# [How to complete this task]
Each line below needs to be printed again exactly.

Segment Start: Dataset records

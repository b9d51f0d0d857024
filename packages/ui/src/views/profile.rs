use dioxus::prelude::*;
use store::{ProfileForm, User};

use crate::icons::{FaAt, FaCircleExclamation, FaFloppyDisk, FaLocationDot, FaUser};
use crate::Icon;

/// Nickname and shipping address editor.
#[component]
pub fn ProfileView(
    user: User,
    /// Shown when another screen sent the user here.
    notice: Option<String>,
    on_save: EventHandler<User>,
) -> Element {
    let mut form = use_signal({
        let initial = ProfileForm::from_user(&user);
        move || initial
    });

    let base = user.clone();
    let handle_save = move |_: MouseEvent| {
        let updated = form.read().apply(&base);
        on_save.call(updated);
    };

    let current = form();

    rsx! {
        div {
            class: "view-page",
            h2 { class: "view-title", "マイページ設定" }

            div {
                class: "profile-card",
                div {
                    class: "avatar",
                    Icon { icon: FaUser, width: 40, height: 40 }
                }
                p { class: "bold", "{user.email}" }
                p { class: "muted tiny", "認証済みユーザー" }
                div {
                    class: "profile-tags",
                    for tag in user.tags.iter() {
                        span { key: "{tag}", class: "offer-tag", "{tag}" }
                    }
                }
            }

            if let Some(notice) = notice {
                div {
                    class: "inline-error",
                    Icon { icon: FaCircleExclamation, width: 14, height: 14 }
                    "{notice}"
                }
            }

            div {
                class: "field",
                label {
                    class: "field-label",
                    r#for: "profile-name",
                    Icon { icon: FaAt, width: 12, height: 12 }
                    " ニックネーム"
                }
                input {
                    id: "profile-name",
                    class: "text-input",
                    r#type: "text",
                    placeholder: "表示名を入力",
                    value: current.name,
                    oninput: move |evt: FormEvent| form.write().name = evt.value(),
                }
            }

            div {
                class: "field",
                div {
                    class: "field-header",
                    label {
                        class: "field-label",
                        r#for: "profile-address",
                        Icon { icon: FaLocationDot, width: 12, height: 12 }
                        " 配送先住所"
                    }
                    span { class: "required-chip", "現物支給案件に必須" }
                }
                textarea {
                    id: "profile-address",
                    class: "text-input address-input",
                    placeholder: "〒606-8271 京都府京都市左京区北白川...",
                    value: current.address,
                    oninput: move |evt: FormEvent| form.write().address = evt.value(),
                }
                p { class: "muted tiny", "※ サンプル品やリワードの発送に使用されます。" }
            }

            button {
                class: "primary-button",
                onclick: handle_save,
                Icon { icon: FaFloppyDisk, width: 18, height: 18 }
                span { "情報を更新する" }
            }
        }
    }
}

Segment End: Dataset records

# [Result of the task]
repository b9d51f0d0d857024
filename packages/ui/src/views/profile.rs
use dioxus::prelude::*;
use store::{ProfileForm, User};

use crate::icons::{FaAt, FaCircleExclamation, FaFloppyDisk, FaLocationDot, FaUser};
use crate::Icon;

/// Nickname and shipping address editor.
#[component]
pub fn ProfileView(
    user: User,
    /// Shown when another screen sent the user here.
    notice: Option<String>,
    on_save: EventHandler<User>,
) -> Element {
    let mut form = use_signal({
        let initial = ProfileForm::from_user(&user);
        move || initial
    });

    let base = user.clone();
    let handle_save = move |_: MouseEvent| {
        let updated = form.read().apply(&base);
        on_save.call(updated);
    };

    let current = form();

    rsx! {
        div {
            class: "view-page",
            h2 { class: "view-title", "マイページ設定" }

            div {
                class: "profile-card",
                div {
                    class: "avatar",
                    Icon { icon: FaUser, width: 40, height: 40 }
                }
                p { class: "bold", "{user.email}" }
                p { class: "muted tiny", "認証済みユーザー" }
                div {
                    class: "profile-tags",
                    for tag in user.tags.iter() {
                        span { key: "{tag}", class: "offer-tag", "{tag}" }
                    }
                }
            }

            if let Some(notice) = notice {
                div {
                    class: "inline-error",
                    Icon { icon: FaCircleExclamation, width: 14, height: 14 }
                    "{notice}"
                }
            }

            div {
                class: "field",
                label {
                    class: "field-label",
                    r#for: "profile-name",
                    Icon { icon: FaAt, width: 12, height: 12 }
                    " ニックネーム"
                }
                input {
                    id: "profile-name",
                    class: "text-input",
                    r#type: "text",
                    placeholder: "表示名を入力",
                    value: current.name,
                    oninput: move |evt: FormEvent| form.write().name = evt.value(),
                }
            }

            div {
                class: "field",
                div {
                    class: "field-header",
                    label {
                        class: "field-label",
                        r#for: "profile-address",
                        Icon { icon: FaLocationDot, width: 12, height: 12 }
                        " 配送先住所"
                    }
                    span { class: "required-chip", "現物支給案件に必須" }
                }
                textarea {
                    id: "profile-address",
                    class: "text-input address-input",
                    placeholder: "〒606-8271 京都府京都市左京区北白川...",
                    value: current.address,
                    oninput: move |evt: FormEvent| form.write().address = evt.value(),
                }
                p { class: "muted tiny", "※ サンプル品やリワードの発送に使用されます。" }
            }

            button {
                class: "primary-button",
                onclick: handle_save,
                Icon { icon: FaFloppyDisk, width: 18, height: 18 }
                span { "情報を更新する" }
            }
        }
    }
}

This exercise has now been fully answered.